Youth Initiative for Human Rights condemns the threats and insults which Vojislav Šešelj, a convicted war criminal with unlawful parliamentary immunity, made against Snežana Čongradin, a journalist of the Danas daily, for her article about the commemoration of victims of genocide in Potočari.

We demand that the President of the Republic, the Prime Minister, the Chairperson of the National Assembly, and the members of the governing coalition – who, in light of the visit of French President Macron extensively talk about Serbian EU perspective – condemn Vojislav Šešelj’s threats and to finally, both physically and metaphorically, take him away from the National Assembly of Serbia by applying the Law on the Election of Members of Parliament. Further, we urgently demand that the public prosecutor’s office question Vojislav Šešelj and investigate threats he had made. 

Šešelj has repeated his previous proposal to amend the Criminal Law so that anyone who says that genocide was committed in Srebrenica should be sentenced to prison; he has raised the bar of his monstrous intimidating technique by stating that if he comes to power, he will know how to deal with the opponents – he would run his political opponents over with his jeep for which he has already purchased tank treads.

In this act of violence, Vojislav Šešelj has not spared Staša Zajović or the deceased Biljana Kovačević Vučo, either.

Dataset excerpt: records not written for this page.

pub mod layer;
pub mod layer_attribute;
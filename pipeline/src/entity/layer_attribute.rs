use sea_orm::entity::prelude::*;
use uuid::Uuid;

#[derive(Clone, Debug, PartialEq, Eq, DeriveEntityModel)]
#[sea_orm(table_name = "portal_layer_attribute")]
pub struct Model {
    #[sea_orm(primary_key, auto_increment = false)]
    pub id: Uuid,
    pub layer_id: Uuid,
    pub field_name: String,
    pub display_name: String,
    pub show_in_popup: bool,
    pub sort_order: i32,
}

#[derive(Copy, Clone, Debug, EnumIter, DeriveRelation)]
pub enum Relation {
    #[sea_orm(
        belongs_to = "super::layer::Entity",
        from = "Column::LayerId",
        to = "super::layer::Column::Id",
        on_delete = "Cascade"
    )]
    Layer,
}

impl Related<super::layer::Entity> for Entity {
    fn to() -> RelationDef {
        Relation::Layer.def()
    }
}

impl ActiveModelBehavior for ActiveModel {}
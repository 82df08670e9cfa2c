use axum::{
    extract::{Path, State},
    response::{
        Json,
        sse::{Event, KeepAlive, Sse},
    },
};
use std::convert::Infallible;
use std::time::Duration;
use tokio_stream::StreamExt;
use tokio_stream::wrappers::BroadcastStream;

use super::{AdminState, ApiErr, dto::JobStatusResponse};

// ---------- GET /jobs/{job_id}: poll status ----------

pub async fn job_status(
    State(state): State<AdminState>,
    Path(job_id): Path<String>,
) -> Result<Json<JobStatusResponse>, ApiErr> {
    let store = state.queue.jobs().lock().await;
    let job = store
        .get(&job_id)
        .ok_or_else(|| ApiErr::not_found("Job not found"))?;

    Ok(Json(JobStatusResponse::from(job)))
}

// ---------- GET /jobs/{job_id}/events: SSE stream ----------

pub async fn job_events(
    State(state): State<AdminState>,
    Path(job_id): Path<String>,
) -> Result<Sse<impl tokio_stream::Stream<Item = Result<Event, Infallible>>>, ApiErr> {
    let rx = {
        let store = state.queue.jobs().lock().await;
        store
            .subscribe(&job_id)
            .ok_or_else(|| ApiErr::not_found("Job not found"))?
    };

    let stream = BroadcastStream::new(rx).filter_map(|result| match result {
        Ok(event) => Some(Ok(event.to_sse_event().ok()?)),
        Err(_) => None, // lagged, skip
    });

    Ok(Sse::new(stream).keep_alive(
        KeepAlive::new()
            .interval(Duration::from_secs(15))
            .text("ping"),
    ))
}
use std::time::Duration;

use thiserror::Error;
use uuid::Uuid;

#[derive(Debug, Error)]
pub enum PipelineError {
    #[error("Unsupported file format: {extension}")]
    FormatUnsupported { extension: String },

    #[error("No .shp file found in archive")]
    NoShapefileFound,

    #[error("Archive could not be read: {0}")]
    Archive(#[from] zip::result::ZipError),

    #[error("ogr2ogr error: {diagnostic}")]
    ConversionFailed { diagnostic: String },

    #[error("Import timed out (>{} seconds)", .0.as_secs())]
    ImportTimeout(Duration),

    #[error("Catalog service unreachable: {0}")]
    CatalogUnreachable(String),

    #[error("Catalog request failed ({status}): {body}")]
    CatalogRequestFailed { status: u16, body: String },

    #[error("Layer {0} not found")]
    RecordNotFound(Uuid),

    #[error("Source file missing: {0}")]
    SourceFileMissing(String),

    #[error("Metadata query failed: {0}")]
    MetadataQueryFailed(String),

    #[error("Spatial database error: {0}")]
    SpatialDb(String),

    #[error("Database error: {0}")]
    Database(#[from] sea_orm::DbErr),

    #[error("I/O error: {0}")]
    Io(#[from] std::io::Error),
}

impl PipelineError {
    /// Unexpected infrastructure faults are worth another attempt; business
    /// failures (bad input, failed conversion, timeout) will fail the same way.
    pub fn is_retryable(&self) -> bool {
        matches!(self, PipelineError::Database(_) | PipelineError::Io(_))
    }
}

impl From<tokio_postgres::Error> for PipelineError {
    fn from(e: tokio_postgres::Error) -> Self {
        PipelineError::SpatialDb(e.to_string())
    }
}

pub type Result<T, E = PipelineError> = std::result::Result<T, E>;
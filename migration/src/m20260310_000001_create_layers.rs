use sea_orm_migration::prelude::*;

#[derive(DeriveMigrationName)]
pub struct Migration;

#[async_trait::async_trait]
impl MigrationTrait for Migration {
    async fn up(&self, manager: &SchemaManager) -> Result<(), DbErr> {
        manager
            .create_table(
                Table::create()
                    .table(PortalLayer::Table)
                    .if_not_exists()
                    .col(ColumnDef::new(PortalLayer::Id).uuid().not_null().primary_key())
                    .col(ColumnDef::new(PortalLayer::Title).string().not_null())
                    .col(ColumnDef::new(PortalLayer::Slug).string().not_null().unique_key())
                    .col(
                        ColumnDef::new(PortalLayer::LayerKind)
                            .string()
                            .not_null()
                            .default("vector"),
                    )
                    .col(
                        ColumnDef::new(PortalLayer::GeomKind)
                            .string()
                            .not_null()
                            .default("line"),
                    )
                    .col(ColumnDef::new(PortalLayer::SourceFile).string().null())
                    // workspace:table, set only after a successful publish
                    .col(ColumnDef::new(PortalLayer::CatalogEntry).string().null())
                    .col(ColumnDef::new(PortalLayer::TableName).string().null())
                    .col(
                        ColumnDef::new(PortalLayer::FeatureCount)
                            .big_integer()
                            .not_null()
                            .default(0),
                    )
                    .col(ColumnDef::new(PortalLayer::BboxWest).double().null())
                    .col(ColumnDef::new(PortalLayer::BboxSouth).double().null())
                    .col(ColumnDef::new(PortalLayer::BboxEast).double().null())
                    .col(ColumnDef::new(PortalLayer::BboxNorth).double().null())
                    .col(
                        ColumnDef::new(PortalLayer::IsPublished)
                            .boolean()
                            .not_null()
                            .default(false),
                    )
                    .col(
                        ColumnDef::new(PortalLayer::CreatedAt)
                            .timestamp()
                            .not_null()
                            .default(Expr::current_timestamp()),
                    )
                    .col(
                        ColumnDef::new(PortalLayer::UpdatedAt)
                            .timestamp()
                            .not_null()
                            .default(Expr::current_timestamp()),
                    )
                    .to_owned(),
            )
            .await
    }

    async fn down(&self, manager: &SchemaManager) -> Result<(), DbErr> {
        manager
            .drop_table(Table::drop().table(PortalLayer::Table).to_owned())
            .await
    }
}

#[derive(Iden)]
enum PortalLayer {
    Table,
    Id,
    Title,
    Slug,
    LayerKind,
    GeomKind,
    SourceFile,
    CatalogEntry,
    TableName,
    FeatureCount,
    BboxWest,
    BboxSouth,
    BboxEast,
    BboxNorth,
    IsPublished,
    CreatedAt,
    UpdatedAt,
}
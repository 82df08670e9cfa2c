use chrono::NaiveDateTime;
use serde::{Deserialize, Serialize};
use uuid::Uuid;

use crate::entity::{layer, layer_attribute};
use crate::jobs::Job;
use crate::spatial::BoundingBox;

// ---------- layer responses ----------

#[derive(Debug, Serialize, Clone)]
pub struct LayerResponse {
    pub id: Uuid,
    pub title: String,
    pub slug: String,
    pub layer_kind: String,
    pub geom_kind: String,
    pub source_file: Option<String>,
    pub catalog_entry: Option<String>,
    pub table_name: Option<String>,
    pub feature_count: i64,
    pub bbox: Option<BoundingBox>,
    pub is_published: bool,
    /// "imported", "loaded", "pending" or "no_file"
    pub import_status: String,
    pub created_at: NaiveDateTime,
    pub updated_at: NaiveDateTime,
}

impl From<layer::Model> for LayerResponse {
    fn from(m: layer::Model) -> Self {
        Self {
            bbox: m.bbox(),
            import_status: m.import_status().as_str().to_string(),
            id: m.id,
            title: m.title,
            slug: m.slug,
            layer_kind: m.layer_kind,
            geom_kind: m.geom_kind,
            source_file: m.source_file,
            catalog_entry: m.catalog_entry,
            table_name: m.table_name,
            feature_count: m.feature_count,
            is_published: m.is_published,
            created_at: m.created_at,
            updated_at: m.updated_at,
        }
    }
}

#[derive(Debug, Serialize, Clone)]
pub struct AttributeResponse {
    pub field_name: String,
    pub display_name: String,
    pub show_in_popup: bool,
    pub sort_order: i32,
}

impl From<layer_attribute::Model> for AttributeResponse {
    fn from(m: layer_attribute::Model) -> Self {
        Self {
            field_name: m.field_name,
            display_name: m.display_name,
            show_in_popup: m.show_in_popup,
            sort_order: m.sort_order,
        }
    }
}

#[derive(Debug, Serialize)]
pub struct LayerDetailResponse {
    #[serde(flatten)]
    pub layer: LayerResponse,
    pub attributes: Vec<AttributeResponse>,
}

// ---------- job requests / responses ----------

#[derive(Debug, Deserialize)]
pub struct LayerIdsRequest {
    pub layer_ids: Vec<Uuid>,
}

#[derive(Debug, Serialize)]
pub struct SubmitJobResponse {
    pub job_id: String,
}

#[derive(Debug, Serialize)]
pub struct BulkJobsResponse {
    pub job_ids: Vec<String>,
    /// Layers that were not queued, with the reason.
    pub skipped: Vec<SkippedLayer>,
}

#[derive(Debug, Serialize)]
pub struct SkippedLayer {
    pub layer_id: Uuid,
    pub reason: String,
}

#[derive(Debug, Serialize)]
pub struct JobStatusResponse {
    pub job_id: String,
    pub kind: String,
    pub layer_id: Option<Uuid>,
    pub status: String,
    pub elapsed_ms: u128,
    pub result: Option<serde_json::Value>,
    pub error: Option<String>,
}

impl From<&Job> for JobStatusResponse {
    fn from(job: &Job) -> Self {
        Self {
            job_id: job.id.clone(),
            kind: job.kind.as_str().to_string(),
            layer_id: job.layer_id,
            status: job.status.as_str().to_string(),
            elapsed_ms: job.created_at.elapsed().as_millis(),
            result: job.result.clone(),
            error: job.error.clone(),
        }
    }
}
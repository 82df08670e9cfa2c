use serde::Serialize;

use crate::error::Result;

pub mod postgres;

/// Geometry column name the loader asks ogr2ogr to create.
pub const GEOMETRY_COLUMN: &str = "geom";
/// Identifier column name the loader asks ogr2ogr to create.
pub const ID_COLUMN: &str = "gid";

// ---------- DTOs ----------

/// Axis-aligned extent of a table's geometries, in the target reference system.
#[derive(Debug, Clone, Copy, PartialEq, Serialize)]
pub struct BoundingBox {
    pub west: f64,
    pub south: f64,
    pub east: f64,
    pub north: f64,
}

/// A non-geometry column of an imported table.
#[derive(Debug, Clone, PartialEq, Eq, Serialize)]
pub struct ColumnInfo {
    pub name: String,
    /// Postgres type as reported by information_schema (e.g. "character varying")
    pub data_type: String,
}

// ---------- trait ----------

/// Read/drop access to tables in the spatial database.
///
/// Implementations acquire a connection per call; nothing is held between calls.
#[async_trait::async_trait]
pub trait SpatialStore: Send + Sync {
    async fn count_features(&self, table: &str) -> Result<i64>;

    /// `GeometryType()` of one non-null geometry, or `None` if the table has none.
    async fn sample_geometry_type(&self, table: &str) -> Result<Option<String>>;

    /// `ST_Extent` over the geometry column, or `None` if the table has no geometries.
    async fn extent(&self, table: &str) -> Result<Option<BoundingBox>>;

    /// Attribute columns in declaration order, without `gid` and `geom`.
    async fn columns(&self, table: &str) -> Result<Vec<ColumnInfo>>;

    /// `DROP TABLE IF EXISTS ... CASCADE`.
    async fn drop_table(&self, table: &str) -> Result<()>;
}

/// Quote an identifier for interpolation into SQL.
pub fn quote_ident(name: &str) -> String {
    format!("\"{}\"", name.replace('"', "\"\""))
}

#[cfg(test)]
mod tests {
    use super::*;

    #[test]
    fn test_quote_ident_escapes_embedded_quotes() {
        assert_eq!(quote_ident("moraines"), "\"moraines\"");
        assert_eq!(quote_ident("a\"b"), "\"a\"\"b\"");
    }
}
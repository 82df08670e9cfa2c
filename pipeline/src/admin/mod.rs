use axum::{
    Router,
    http::{HeaderValue, Method, StatusCode, header},
    response::{IntoResponse, Json, Response},
    routing::{get, post},
};
use sea_orm::DatabaseConnection;
use tower_http::cors::CorsLayer;
use tower_http::normalize_path::NormalizePathLayer;
use tower_http::set_header::response::SetResponseHeaderLayer;

use crate::worker::TaskQueue;

pub mod dto;
pub mod job_handlers;
pub mod layer_handlers;

// ---------- shared state ----------

#[derive(Clone)]
pub struct AdminState {
    pub db: DatabaseConnection,
    /// Worker pool and job registry for imports and deletes.
    pub queue: TaskQueue,
}

// ---------- error type ----------

/// A JSON error response: `{"error": "..."}` with an HTTP status.
pub struct ApiErr(StatusCode, String);

impl ApiErr {
    pub fn new(status: StatusCode, msg: impl Into<String>) -> Self {
        Self(status, msg.into())
    }

    pub fn internal(e: impl std::fmt::Display) -> Self {
        Self(StatusCode::INTERNAL_SERVER_ERROR, e.to_string())
    }

    pub fn not_found(msg: impl Into<String>) -> Self {
        Self(StatusCode::NOT_FOUND, msg.into())
    }

    pub fn conflict(msg: impl Into<String>) -> Self {
        Self(StatusCode::CONFLICT, msg.into())
    }
}

impl IntoResponse for ApiErr {
    fn into_response(self) -> Response {
        let body = serde_json::json!({ "error": self.1 });
        (self.0, Json(body)).into_response()
    }
}

// ---------- router ----------

pub fn admin_router(state: AdminState, cors_allowed_origins: &[String]) -> Router {
    let allowed_origins: Vec<HeaderValue> = cors_allowed_origins
        .iter()
        .filter_map(|s| s.parse().ok())
        .collect();

    let cors = if allowed_origins.is_empty() {
        CorsLayer::new() // no origins allowed = same-origin only
    } else {
        CorsLayer::new()
            .allow_origin(allowed_origins)
            .allow_methods([Method::GET, Method::POST, Method::DELETE])
            .allow_headers([header::CONTENT_TYPE])
    };

    Router::new()
        .route("/health", get(|| async { StatusCode::OK }))
        .nest("/api/v1", api_v1())
        .layer(cors)
        .layer(SetResponseHeaderLayer::if_not_present(
            header::X_CONTENT_TYPE_OPTIONS,
            HeaderValue::from_static("nosniff"),
        ))
        .layer(NormalizePathLayer::trim_trailing_slash())
        .with_state(state)
}

fn api_v1() -> Router<AdminState> {
    Router::new()
        // layers
        .route("/layers", get(layer_handlers::list_layers))
        .route("/layers/import", post(layer_handlers::bulk_import))
        .route("/layers/reset", post(layer_handlers::bulk_reset))
        .route(
            "/layers/{id}",
            get(layer_handlers::get_layer).delete(layer_handlers::delete_layer),
        )
        .route("/layers/{id}/import", post(layer_handlers::submit_import))
        .route("/layers/{id}/catalog", get(layer_handlers::get_catalog_layer))
        // jobs
        .route("/jobs/{job_id}", get(job_handlers::job_status))
        .route("/jobs/{job_id}/events", get(job_handlers::job_events))
}
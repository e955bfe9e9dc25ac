//! Core of a personal tabletop-RPG character tracker.
//!
//! This crate provides:
//! - A persisted roster of character summaries
//! - Per-character editable sheets with an explicit edit/save/cancel
//!   lifecycle
//! - A dice roller for d4 through d20
//!
//! UI shells (navigation, image picking, login screens) sit on top of
//! this crate and talk to it through the store and session types; all
//! durable state goes through the [`storage::KeyValueStore`] adapter.
//!
//! # Quick Start
//!
//! ```ignore
//! use std::sync::Arc;
//! use rpg_tracker::{EditSession, MemoryStore, RosterStore, SheetField, SheetStore};
//!
//! #[tokio::main]
//! async fn main() -> Result<(), Box<dyn std::error::Error>> {
//!     let store = Arc::new(MemoryStore::new());
//!     let mut roster = RosterStore::load(store.clone()).await?;
//!     let sheets = SheetStore::new(store);
//!
//!     let thorn = roster.add("Thorn", "img://1").await?;
//!
//!     let mut session = EditSession::open(&thorn, &sheets).await.session;
//!     session.begin_edit()?;
//!     session.set_field(SheetField::Life, "25")?;
//!     session.save(&sheets).await?;
//!     Ok(())
//! }
//! ```

pub mod character;
pub mod dice;
pub mod roster;
pub mod session;
pub mod sheet;
pub mod storage;
pub mod testing;

// Primary public API
pub use character::{Ability, CharacterId, CharacterSheet, CharacterSummary, Skill, StatValue};
pub use dice::{DiceError, DiceRoller, Die};
pub use roster::{RosterError, RosterStore};
pub use session::{
    EditSession, OpenOutcome, SessionError, SessionState, SheetField, SkillField,
};
pub use sheet::{SheetError, SheetStore};
pub use storage::{FileStore, KeyValueStore, MemoryStore, StorageError};
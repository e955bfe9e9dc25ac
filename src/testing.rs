//! Testing utilities.
//!
//! Provides [`FlakyStore`], a key-value adapter with injectable failures
//! for asserting retry semantics (a failed save must leave an edit
//! session editable, a failed roster flush must roll the list back).

use crate::storage::{KeyValueStore, MemoryStore, StorageError};
use async_trait::async_trait;
use std::io;
use std::sync::atomic::{AtomicU32, Ordering};

/// In-memory store that fails the next N `get` or `set` calls.
#[derive(Debug, Default)]
pub struct FlakyStore {
    inner: MemoryStore,
    failing_gets: AtomicU32,
    failing_sets: AtomicU32,
}

impl FlakyStore {
    pub fn new() -> Self {
        Self::default()
    }

    /// Make the next `n` calls to `set` fail.
    pub fn fail_next_sets(&self, n: u32) {
        self.failing_sets.store(n, Ordering::SeqCst);
    }

    /// Make the next `n` calls to `get` fail.
    pub fn fail_next_gets(&self, n: u32) {
        self.failing_gets.store(n, Ordering::SeqCst);
    }

    fn take_failure(counter: &AtomicU32) -> bool {
        counter
            .fetch_update(Ordering::SeqCst, Ordering::SeqCst, |n| n.checked_sub(1))
            .is_ok()
    }

    fn injected() -> StorageError {
        StorageError::Io(io::Error::new(io::ErrorKind::Other, "injected failure"))
    }
}

#[async_trait]
impl KeyValueStore for FlakyStore {
    async fn get(&self, key: &str) -> Result<Option<String>, StorageError> {
        if Self::take_failure(&self.failing_gets) {
            return Err(Self::injected());
        }
        self.inner.get(key).await
    }

    async fn set(&self, key: &str, value: &str) -> Result<(), StorageError> {
        if Self::take_failure(&self.failing_sets) {
            return Err(Self::injected());
        }
        self.inner.set(key, value).await
    }

    async fn delete(&self, key: &str) -> Result<(), StorageError> {
        self.inner.delete(key).await
    }
}
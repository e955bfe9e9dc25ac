//! The character roster.
//!
//! The roster is an ordered list of summaries owned in memory by the
//! store, loaded once at startup and flushed as a single JSON array on
//! every mutation. Whole-list overwrites keep the in-memory list and the
//! stored list from ever disagreeing on count.

use crate::character::{CharacterId, CharacterSummary};
use crate::sheet::{SheetError, SheetStore};
use crate::storage::{KeyValueStore, StorageError};
use std::sync::Arc;
use thiserror::Error;

/// Storage key for the whole roster list.
pub const ROSTER_KEY: &str = "characters";

/// Errors from roster operations.
#[derive(Debug, Error)]
pub enum RosterError {
    #[error("{field} must not be empty")]
    EmptyField { field: &'static str },

    #[error("storage error: {0}")]
    Storage(#[from] StorageError),

    #[error("JSON error: {0}")]
    Json(#[from] serde_json::Error),

    #[error("sheet error: {0}")]
    Sheet(#[from] SheetError),
}

/// Owner of the ordered character list.
pub struct RosterStore {
    store: Arc<dyn KeyValueStore>,
    characters: Vec<CharacterSummary>,
}

impl RosterStore {
    /// Load the roster from storage; a missing key is an empty roster.
    pub async fn load(store: Arc<dyn KeyValueStore>) -> Result<Self, RosterError> {
        let characters = match store.get(ROSTER_KEY).await? {
            Some(raw) => serde_json::from_str(&raw)?,
            None => Vec::new(),
        };
        log::debug!("roster loaded: {} characters", characters.len());
        Ok(Self { store, characters })
    }

    /// Summaries in insertion order.
    pub fn list(&self) -> &[CharacterSummary] {
        &self.characters
    }

    pub fn get(&self, id: CharacterId) -> Option<&CharacterSummary> {
        self.characters.iter().find(|c| c.id == id)
    }

    /// Display name for `id`: the saved sheet's name when one exists,
    /// otherwise the summary's creation name. `None` for unknown ids.
    pub async fn display_name(
        &self,
        sheets: &SheetStore,
        id: CharacterId,
    ) -> Result<Option<String>, RosterError> {
        let Some(summary) = self.get(id) else {
            return Ok(None);
        };
        let name = match sheets.load(id).await? {
            Some(sheet) => sheet.name,
            None => summary.name.clone(),
        };
        Ok(Some(name))
    }

    /// Add a character and persist the updated list. Name and image are
    /// required; validation happens before any persistence attempt.
    pub async fn add(
        &mut self,
        name: &str,
        image_ref: &str,
    ) -> Result<CharacterSummary, RosterError> {
        let name = name.trim();
        let image_ref = image_ref.trim();
        if name.is_empty() {
            return Err(RosterError::EmptyField { field: "name" });
        }
        if image_ref.is_empty() {
            return Err(RosterError::EmptyField { field: "image_ref" });
        }

        let summary = CharacterSummary::new(name, image_ref);
        self.characters.push(summary.clone());
        if let Err(e) = self.flush().await {
            // Roll the in-memory list back so it matches storage.
            self.characters.pop();
            log::warn!("roster add rolled back: {e}");
            return Err(e);
        }
        Ok(summary)
    }

    /// Remove a character and its sheet. Unknown ids are a silent no-op.
    pub async fn remove(
        &mut self,
        sheets: &SheetStore,
        id: CharacterId,
    ) -> Result<(), RosterError> {
        let Some(pos) = self.characters.iter().position(|c| c.id == id) else {
            return Ok(());
        };

        let removed = self.characters.remove(pos);
        if let Err(e) = self.flush().await {
            self.characters.insert(pos, removed);
            log::warn!("roster remove rolled back: {e}");
            return Err(e);
        }

        // Orphan reclamation: the sheet store is otherwise independent.
        sheets.delete(id).await?;
        Ok(())
    }

    async fn flush(&self) -> Result<(), RosterError> {
        let raw = serde_json::to_string(&self.characters)?;
        self.store.set(ROSTER_KEY, &raw).await?;
        Ok(())
    }
}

Reducing women’s words and deeds to their physical appearance and grossly insulting them based on such physical appearance is a part of sexist and misogynous policy pursued by Vojislav Šešelj.

We have been calling on and reminding that any delay or refusal to remove Šešelj’s parliamentary immunity will show that the executive power and its members of parliament are standing in defence of Šešelj’s politics from the 1990s which led to mass murders, innumerous victims and forcefully displaced persons, and ultimately to genocide.

Threats made against Snežana Čongradin are a direct result of President of Serbia’s denial and silence about the responsibility for genocide in Srebrenica and the absence of elementary human empathy for the families of victims of genocide. At this particular moment, instead of condemning Šešelj’s threats, as well as a violent attempt to interrupt theatre play ‘Srebrenica: When We Who Were Killed Rise Up’, Prime Minister Ana Brnabić has once again used the opportunity to deny Srebrenica genocide by manipulating with the number of victims of Serbian nationality in the Podrinje region, who, instead of playing with numbers, also deserve recognition and respect from the state of Serbia.

On this day, when 24 years ago 1200 civilians were killed on the military farm Branjevo and 500 civilians were killed in the Pilica Cultural Centre within the Srebrenica genocide, the topic must be the politics Serbia is choosing – the defense of the Greater Serbia or Europe which values peace and freedom. Tests for politicians do not lack here: today, they can condemn threats against media which report on the expressions of solidarity with and empathy for the victims of genocide in Srebrenica.